Data for this exercise:
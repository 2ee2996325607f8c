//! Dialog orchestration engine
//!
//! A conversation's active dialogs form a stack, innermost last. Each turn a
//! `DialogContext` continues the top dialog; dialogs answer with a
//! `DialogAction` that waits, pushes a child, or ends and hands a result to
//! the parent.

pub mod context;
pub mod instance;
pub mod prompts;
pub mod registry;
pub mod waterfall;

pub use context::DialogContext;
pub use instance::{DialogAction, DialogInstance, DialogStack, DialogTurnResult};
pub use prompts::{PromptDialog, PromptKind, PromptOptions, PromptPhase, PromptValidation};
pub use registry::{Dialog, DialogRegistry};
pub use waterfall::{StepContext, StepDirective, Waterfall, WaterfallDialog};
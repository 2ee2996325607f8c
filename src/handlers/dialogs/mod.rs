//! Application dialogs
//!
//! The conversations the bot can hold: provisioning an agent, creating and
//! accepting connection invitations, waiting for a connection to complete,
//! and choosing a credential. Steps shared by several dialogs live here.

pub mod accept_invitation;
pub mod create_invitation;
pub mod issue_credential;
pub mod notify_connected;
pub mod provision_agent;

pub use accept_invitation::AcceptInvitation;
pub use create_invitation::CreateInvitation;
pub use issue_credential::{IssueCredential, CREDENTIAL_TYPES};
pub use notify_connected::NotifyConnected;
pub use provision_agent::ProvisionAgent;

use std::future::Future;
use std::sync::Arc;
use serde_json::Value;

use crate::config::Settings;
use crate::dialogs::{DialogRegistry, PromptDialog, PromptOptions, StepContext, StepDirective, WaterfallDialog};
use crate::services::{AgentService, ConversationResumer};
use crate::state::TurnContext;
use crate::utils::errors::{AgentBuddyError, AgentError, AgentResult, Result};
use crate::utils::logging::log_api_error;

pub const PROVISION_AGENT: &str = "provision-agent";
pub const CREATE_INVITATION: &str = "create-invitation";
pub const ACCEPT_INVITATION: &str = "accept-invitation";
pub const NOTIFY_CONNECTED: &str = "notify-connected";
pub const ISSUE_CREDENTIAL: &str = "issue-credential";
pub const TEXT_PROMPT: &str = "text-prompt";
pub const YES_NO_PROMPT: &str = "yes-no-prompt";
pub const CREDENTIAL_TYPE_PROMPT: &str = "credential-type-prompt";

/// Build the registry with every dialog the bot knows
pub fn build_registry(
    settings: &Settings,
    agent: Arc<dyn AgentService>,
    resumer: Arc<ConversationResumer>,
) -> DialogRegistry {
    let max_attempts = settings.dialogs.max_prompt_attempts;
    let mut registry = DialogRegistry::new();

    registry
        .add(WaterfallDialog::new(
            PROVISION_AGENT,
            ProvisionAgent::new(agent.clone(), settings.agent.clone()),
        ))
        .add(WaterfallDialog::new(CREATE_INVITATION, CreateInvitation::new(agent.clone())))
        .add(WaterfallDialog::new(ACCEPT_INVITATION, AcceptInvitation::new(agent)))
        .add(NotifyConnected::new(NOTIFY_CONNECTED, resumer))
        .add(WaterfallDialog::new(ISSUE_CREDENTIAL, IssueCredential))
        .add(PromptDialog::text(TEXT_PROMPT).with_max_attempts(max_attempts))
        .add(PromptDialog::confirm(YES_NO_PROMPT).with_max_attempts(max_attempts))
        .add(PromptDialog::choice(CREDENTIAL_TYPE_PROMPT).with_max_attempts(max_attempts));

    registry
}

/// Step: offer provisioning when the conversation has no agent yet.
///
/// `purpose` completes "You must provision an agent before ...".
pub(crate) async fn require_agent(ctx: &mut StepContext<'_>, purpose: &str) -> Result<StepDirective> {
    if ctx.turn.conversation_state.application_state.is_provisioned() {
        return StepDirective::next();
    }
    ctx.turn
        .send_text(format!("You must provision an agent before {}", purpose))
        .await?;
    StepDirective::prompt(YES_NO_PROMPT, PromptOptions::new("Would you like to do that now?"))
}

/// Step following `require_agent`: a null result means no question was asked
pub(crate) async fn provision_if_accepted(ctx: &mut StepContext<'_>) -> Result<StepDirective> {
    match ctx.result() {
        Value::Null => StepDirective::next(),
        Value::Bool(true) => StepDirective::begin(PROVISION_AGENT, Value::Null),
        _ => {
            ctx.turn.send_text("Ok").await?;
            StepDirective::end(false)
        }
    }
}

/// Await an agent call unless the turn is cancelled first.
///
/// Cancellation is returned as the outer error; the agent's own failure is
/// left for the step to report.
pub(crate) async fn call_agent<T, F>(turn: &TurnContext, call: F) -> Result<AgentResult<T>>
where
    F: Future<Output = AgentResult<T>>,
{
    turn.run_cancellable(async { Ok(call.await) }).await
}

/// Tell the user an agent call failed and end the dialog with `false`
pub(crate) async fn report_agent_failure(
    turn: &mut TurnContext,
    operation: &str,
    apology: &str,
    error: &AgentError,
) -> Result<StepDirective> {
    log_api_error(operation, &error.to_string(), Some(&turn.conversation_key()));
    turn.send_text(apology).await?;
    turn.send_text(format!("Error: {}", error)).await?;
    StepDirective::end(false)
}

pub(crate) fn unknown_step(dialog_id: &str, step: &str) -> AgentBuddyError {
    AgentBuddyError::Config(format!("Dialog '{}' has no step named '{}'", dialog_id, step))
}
==
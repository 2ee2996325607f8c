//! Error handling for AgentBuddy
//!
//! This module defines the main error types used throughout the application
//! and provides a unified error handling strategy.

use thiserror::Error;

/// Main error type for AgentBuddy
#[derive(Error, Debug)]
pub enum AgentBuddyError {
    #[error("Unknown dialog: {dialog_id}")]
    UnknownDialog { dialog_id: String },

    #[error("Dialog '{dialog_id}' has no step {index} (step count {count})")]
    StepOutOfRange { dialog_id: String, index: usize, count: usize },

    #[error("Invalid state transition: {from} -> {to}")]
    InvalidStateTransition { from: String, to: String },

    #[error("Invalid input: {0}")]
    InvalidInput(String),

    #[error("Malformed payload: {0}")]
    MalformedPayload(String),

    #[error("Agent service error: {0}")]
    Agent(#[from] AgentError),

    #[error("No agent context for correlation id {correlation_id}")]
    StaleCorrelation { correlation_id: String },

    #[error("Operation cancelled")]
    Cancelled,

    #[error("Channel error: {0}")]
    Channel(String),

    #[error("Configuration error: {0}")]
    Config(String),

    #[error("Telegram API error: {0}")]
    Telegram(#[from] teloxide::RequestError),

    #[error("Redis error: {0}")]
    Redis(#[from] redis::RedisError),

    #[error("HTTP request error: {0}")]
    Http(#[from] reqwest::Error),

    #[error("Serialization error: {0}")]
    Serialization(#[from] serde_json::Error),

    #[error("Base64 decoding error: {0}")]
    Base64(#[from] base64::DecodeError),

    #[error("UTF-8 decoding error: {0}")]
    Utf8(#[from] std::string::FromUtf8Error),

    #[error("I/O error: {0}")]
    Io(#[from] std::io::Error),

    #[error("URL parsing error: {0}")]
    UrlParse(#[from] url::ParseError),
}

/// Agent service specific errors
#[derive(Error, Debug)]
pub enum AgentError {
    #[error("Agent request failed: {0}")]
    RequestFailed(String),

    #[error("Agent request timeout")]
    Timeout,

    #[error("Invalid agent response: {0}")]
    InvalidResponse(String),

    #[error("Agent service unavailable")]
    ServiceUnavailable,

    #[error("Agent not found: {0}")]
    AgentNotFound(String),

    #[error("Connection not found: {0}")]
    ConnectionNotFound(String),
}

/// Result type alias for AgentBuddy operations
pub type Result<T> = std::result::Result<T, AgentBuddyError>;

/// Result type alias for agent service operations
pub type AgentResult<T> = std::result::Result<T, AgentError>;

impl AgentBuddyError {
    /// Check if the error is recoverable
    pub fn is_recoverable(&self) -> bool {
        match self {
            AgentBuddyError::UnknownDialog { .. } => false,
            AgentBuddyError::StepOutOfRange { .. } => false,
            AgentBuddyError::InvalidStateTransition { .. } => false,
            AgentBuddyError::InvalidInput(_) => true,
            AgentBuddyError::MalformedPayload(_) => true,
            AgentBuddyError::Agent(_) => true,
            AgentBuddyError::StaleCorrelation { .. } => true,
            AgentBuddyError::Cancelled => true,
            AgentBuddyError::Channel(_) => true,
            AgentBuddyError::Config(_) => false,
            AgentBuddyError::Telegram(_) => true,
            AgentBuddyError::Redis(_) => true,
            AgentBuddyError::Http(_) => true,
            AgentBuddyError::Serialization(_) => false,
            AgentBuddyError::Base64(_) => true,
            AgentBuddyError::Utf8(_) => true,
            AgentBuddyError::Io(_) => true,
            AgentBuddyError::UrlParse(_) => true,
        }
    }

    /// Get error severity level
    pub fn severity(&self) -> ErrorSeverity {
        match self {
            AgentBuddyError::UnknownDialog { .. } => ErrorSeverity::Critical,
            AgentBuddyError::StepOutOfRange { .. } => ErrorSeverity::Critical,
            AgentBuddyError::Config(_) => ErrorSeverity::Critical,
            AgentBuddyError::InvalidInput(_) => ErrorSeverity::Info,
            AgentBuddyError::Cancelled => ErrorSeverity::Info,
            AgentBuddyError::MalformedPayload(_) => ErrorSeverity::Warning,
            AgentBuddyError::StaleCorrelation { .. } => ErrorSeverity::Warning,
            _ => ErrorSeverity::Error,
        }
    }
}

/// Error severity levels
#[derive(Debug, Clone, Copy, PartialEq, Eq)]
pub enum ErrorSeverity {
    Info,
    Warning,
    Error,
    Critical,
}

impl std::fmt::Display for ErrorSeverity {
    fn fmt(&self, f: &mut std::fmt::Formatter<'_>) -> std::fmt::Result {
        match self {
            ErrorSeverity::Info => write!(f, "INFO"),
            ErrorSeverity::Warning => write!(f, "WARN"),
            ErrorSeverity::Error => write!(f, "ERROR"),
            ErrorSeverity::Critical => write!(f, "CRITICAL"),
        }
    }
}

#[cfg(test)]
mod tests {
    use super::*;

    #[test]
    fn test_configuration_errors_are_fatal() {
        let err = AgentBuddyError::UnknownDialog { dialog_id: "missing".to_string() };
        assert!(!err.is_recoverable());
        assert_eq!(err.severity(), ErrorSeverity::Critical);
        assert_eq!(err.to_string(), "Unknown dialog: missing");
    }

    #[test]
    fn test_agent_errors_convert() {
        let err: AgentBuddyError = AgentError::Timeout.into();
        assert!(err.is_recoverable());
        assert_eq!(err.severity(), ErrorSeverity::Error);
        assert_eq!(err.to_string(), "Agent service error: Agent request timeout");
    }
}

Task description: Filter the entries down to the lines that hold "handling". Copy those lines.

Result of the task:
//! Error handling for AgentBuddy
//! and provides a unified error handling strategy.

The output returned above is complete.